Aim of the task
Output the listing exactly, leaving out no line.
_ _ _ _
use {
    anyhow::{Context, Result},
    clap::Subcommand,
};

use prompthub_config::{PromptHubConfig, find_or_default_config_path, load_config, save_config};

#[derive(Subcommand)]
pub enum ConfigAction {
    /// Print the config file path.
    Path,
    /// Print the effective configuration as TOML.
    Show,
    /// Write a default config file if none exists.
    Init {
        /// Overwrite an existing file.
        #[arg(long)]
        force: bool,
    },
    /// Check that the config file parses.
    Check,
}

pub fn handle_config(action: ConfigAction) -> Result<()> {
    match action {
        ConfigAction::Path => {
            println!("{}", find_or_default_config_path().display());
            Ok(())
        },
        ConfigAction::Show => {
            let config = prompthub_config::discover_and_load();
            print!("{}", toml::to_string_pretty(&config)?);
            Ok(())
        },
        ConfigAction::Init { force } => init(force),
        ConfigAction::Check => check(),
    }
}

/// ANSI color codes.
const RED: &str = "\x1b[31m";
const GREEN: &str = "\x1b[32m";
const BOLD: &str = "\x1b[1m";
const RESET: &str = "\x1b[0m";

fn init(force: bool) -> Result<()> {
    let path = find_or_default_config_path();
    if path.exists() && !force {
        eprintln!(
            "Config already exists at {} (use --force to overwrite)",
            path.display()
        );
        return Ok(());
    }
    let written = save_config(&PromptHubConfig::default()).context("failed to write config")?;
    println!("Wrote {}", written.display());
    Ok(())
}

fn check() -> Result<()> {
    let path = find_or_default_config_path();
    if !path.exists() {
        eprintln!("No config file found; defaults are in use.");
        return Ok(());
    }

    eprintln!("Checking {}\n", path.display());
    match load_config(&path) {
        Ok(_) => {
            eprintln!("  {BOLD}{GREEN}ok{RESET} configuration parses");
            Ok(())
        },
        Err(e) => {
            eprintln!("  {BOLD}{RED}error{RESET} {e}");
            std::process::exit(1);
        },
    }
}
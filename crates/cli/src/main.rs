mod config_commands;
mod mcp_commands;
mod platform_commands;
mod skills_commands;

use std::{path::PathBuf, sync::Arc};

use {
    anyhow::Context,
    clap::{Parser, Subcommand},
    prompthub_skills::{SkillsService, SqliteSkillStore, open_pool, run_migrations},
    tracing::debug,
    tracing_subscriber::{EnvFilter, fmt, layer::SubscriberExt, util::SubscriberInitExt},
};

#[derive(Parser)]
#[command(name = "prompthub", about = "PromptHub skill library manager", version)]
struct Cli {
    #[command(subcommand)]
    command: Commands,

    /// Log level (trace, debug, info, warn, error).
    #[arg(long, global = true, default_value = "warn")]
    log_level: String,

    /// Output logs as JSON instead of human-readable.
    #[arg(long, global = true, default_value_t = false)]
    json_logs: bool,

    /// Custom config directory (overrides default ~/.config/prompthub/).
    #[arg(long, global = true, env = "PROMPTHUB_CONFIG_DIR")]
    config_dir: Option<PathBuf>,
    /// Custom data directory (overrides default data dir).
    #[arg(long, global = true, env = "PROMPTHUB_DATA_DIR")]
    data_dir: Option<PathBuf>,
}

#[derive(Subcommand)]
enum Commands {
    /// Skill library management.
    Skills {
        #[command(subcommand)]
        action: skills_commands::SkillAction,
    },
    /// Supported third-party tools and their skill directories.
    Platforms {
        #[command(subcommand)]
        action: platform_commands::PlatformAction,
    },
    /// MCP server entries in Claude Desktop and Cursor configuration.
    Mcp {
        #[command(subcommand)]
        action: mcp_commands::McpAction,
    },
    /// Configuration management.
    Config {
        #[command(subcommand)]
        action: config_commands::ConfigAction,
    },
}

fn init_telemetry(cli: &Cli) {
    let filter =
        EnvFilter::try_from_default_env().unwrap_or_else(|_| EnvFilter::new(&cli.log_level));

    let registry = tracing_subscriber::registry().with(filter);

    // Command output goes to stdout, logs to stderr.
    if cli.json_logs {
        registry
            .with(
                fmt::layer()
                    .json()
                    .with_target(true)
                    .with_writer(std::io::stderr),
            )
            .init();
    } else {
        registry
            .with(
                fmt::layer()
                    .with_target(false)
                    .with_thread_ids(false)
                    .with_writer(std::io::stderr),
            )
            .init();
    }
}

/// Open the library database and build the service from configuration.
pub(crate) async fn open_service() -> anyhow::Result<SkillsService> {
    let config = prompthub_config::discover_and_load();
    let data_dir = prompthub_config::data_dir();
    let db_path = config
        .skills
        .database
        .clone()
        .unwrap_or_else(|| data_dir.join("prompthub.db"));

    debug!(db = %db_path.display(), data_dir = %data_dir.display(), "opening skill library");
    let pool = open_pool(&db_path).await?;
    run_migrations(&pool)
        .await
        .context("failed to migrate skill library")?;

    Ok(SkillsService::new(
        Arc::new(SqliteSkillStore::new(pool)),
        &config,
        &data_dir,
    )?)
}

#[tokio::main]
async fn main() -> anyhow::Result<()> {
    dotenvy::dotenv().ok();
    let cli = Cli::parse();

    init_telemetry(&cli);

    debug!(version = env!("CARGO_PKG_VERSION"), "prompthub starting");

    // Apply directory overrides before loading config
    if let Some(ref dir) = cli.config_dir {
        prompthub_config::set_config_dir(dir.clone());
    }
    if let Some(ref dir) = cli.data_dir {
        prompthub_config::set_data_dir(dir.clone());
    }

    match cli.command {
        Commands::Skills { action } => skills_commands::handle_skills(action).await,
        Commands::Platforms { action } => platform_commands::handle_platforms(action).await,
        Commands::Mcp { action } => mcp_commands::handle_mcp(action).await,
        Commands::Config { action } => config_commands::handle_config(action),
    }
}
_ _ _ _
Result below
use {
    anyhow::{Context, Result},
    clap::Subcommand,
};

use prompthub_config::{PromptHubConfig, find_or_default_config_path, load_config, save_config};

#[derive(Subcommand)]
pub enum ConfigAction {
    /// Print the config file path.
    Path,
    /// Print the effective configuration as TOML.
    Show,
    /// Write a default config file if none exists.
    Init {
        /// Overwrite an existing file.
        #[arg(long)]
        force: bool,
    },
    /// Check that the config file parses.
    Check,
}

pub fn handle_config(action: ConfigAction) -> Result<()> {
    match action {
        ConfigAction::Path => {
            println!("{}", find_or_default_config_path().display());
            Ok(())
        },
        ConfigAction::Show => {
            let config = prompthub_config::discover_and_load();
            print!("{}", toml::to_string_pretty(&config)?);
            Ok(())
        },
        ConfigAction::Init { force } => init(force),
        ConfigAction::Check => check(),
    }
}

/// ANSI color codes.
const RED: &str = "\x1b[31m";
const GREEN: &str = "\x1b[32m";
const BOLD: &str = "\x1b[1m";
const RESET: &str = "\x1b[0m";

fn init(force: bool) -> Result<()> {
    let path = find_or_default_config_path();
    if path.exists() && !force {
        eprintln!(
            "Config already exists at {} (use --force to overwrite)",
            path.display()
        );
        return Ok(());
    }
    let written = save_config(&PromptHubConfig::default()).context("failed to write config")?;
    println!("Wrote {}", written.display());
    Ok(())
}

fn check() -> Result<()> {
    let path = find_or_default_config_path();
    if !path.exists() {
        eprintln!("No config file found; defaults are in use.");
        return Ok(());
    }

    eprintln!("Checking {}\n", path.display());
    match load_config(&path) {
        Ok(_) => {
            eprintln!("  {BOLD}{GREEN}ok{RESET} configuration parses");
            Ok(())
        },
        Err(e) => {
            eprintln!("  {BOLD}{RED}error{RESET} {e}");
            std::process::exit(1);
        },
    }
}
filename crates/cli/src/main.rs
mod config_commands;
mod mcp_commands;
mod platform_commands;
mod skills_commands;

use std::{path::PathBuf, sync::Arc};

use {
    anyhow::Context,
    clap::{Parser, Subcommand},
    prompthub_skills::{SkillsService, SqliteSkillStore, open_pool, run_migrations},
    tracing::debug,
    tracing_subscriber::{EnvFilter, fmt, layer::SubscriberExt, util::SubscriberInitExt},
};

#[derive(Parser)]
#[command(name = "prompthub", about = "PromptHub skill library manager", version)]
struct Cli {
    #[command(subcommand)]
    command: Commands,

    /// Log level (trace, debug, info, warn, error).
    #[arg(long, global = true, default_value = "warn")]
    log_level: String,

    /// Output logs as JSON instead of human-readable.
    #[arg(long, global = true, default_value_t = false)]
    json_logs: bool,

    /// Custom config directory (overrides default ~/.config/prompthub/).
    #[arg(long, global = true, env = "PROMPTHUB_CONFIG_DIR")]
    config_dir: Option<PathBuf>,
    /// Custom data directory (overrides default data dir).
    #[arg(long, global = true, env = "PROMPTHUB_DATA_DIR")]
    data_dir: Option<PathBuf>,
}

#[derive(Subcommand)]
enum Commands {
    /// Skill library management.
    Skills {
        #[command(subcommand)]
        action: skills_commands::SkillAction,
    },
    /// Supported third-party tools and their skill directories.
    Platforms {
        #[command(subcommand)]
        action: platform_commands::PlatformAction,
    },
    /// MCP server entries in Claude Desktop and Cursor configuration.
    Mcp {
        #[command(subcommand)]
        action: mcp_commands::McpAction,
    },
    /// Configuration management.
    Config {
        #[command(subcommand)]
        action: config_commands::ConfigAction,
    },
}

fn init_telemetry(cli: &Cli) {
    let filter =
        EnvFilter::try_from_default_env().unwrap_or_else(|_| EnvFilter::new(&cli.log_level));

    let registry = tracing_subscriber::registry().with(filter);

    // Command output goes to stdout, logs to stderr.
    if cli.json_logs {
        registry
            .with(
                fmt::layer()
                    .json()
                    .with_target(true)
                    .with_writer(std::io::stderr),
            )
            .init();
    } else {
        registry
            .with(
                fmt::layer()
                    .with_target(false)
                    .with_thread_ids(false)
                    .with_writer(std::io::stderr),
            )
            .init();
    }
}

/// Open the library database and build the service from configuration.
pub(crate) async fn open_service() -> anyhow::Result<SkillsService> {
    let config = prompthub_config::discover_and_load();
    let data_dir = prompthub_config::data_dir();
    let db_path = config
        .skills
        .database
        .clone()
        .unwrap_or_else(|| data_dir.join("prompthub.db"));

    debug!(db = %db_path.display(), data_dir = %data_dir.display(), "opening skill library");
    let pool = open_pool(&db_path).await?;
    run_migrations(&pool)
        .await
        .context("failed to migrate skill library")?;

    Ok(SkillsService::new(
        Arc::new(SqliteSkillStore::new(pool)),
        &config,
        &data_dir,
    )?)
}

#[tokio::main]
async fn main() -> anyhow::Result<()> {
    dotenvy::dotenv().ok();
    let cli = Cli::parse();

    init_telemetry(&cli);

    debug!(version = env!("CARGO_PKG_VERSION"), "prompthub starting");

    // Apply directory overrides before loading config
    if let Some(ref dir) = cli.config_dir {
        prompthub_config::set_config_dir(dir.clone());
    }
    if let Some(ref dir) = cli.data_dir {
        prompthub_config::set_data_dir(dir.clone());
    }

    match cli.command {
        Commands::Skills { action } => skills_commands::handle_skills(action).await,
        Commands::Platforms { action } => platform_commands::handle_platforms(action).await,
        Commands::Mcp { action } => mcp_commands::handle_mcp(action).await,
        Commands::Config { action } => config_commands::handle_config(action),
    }
}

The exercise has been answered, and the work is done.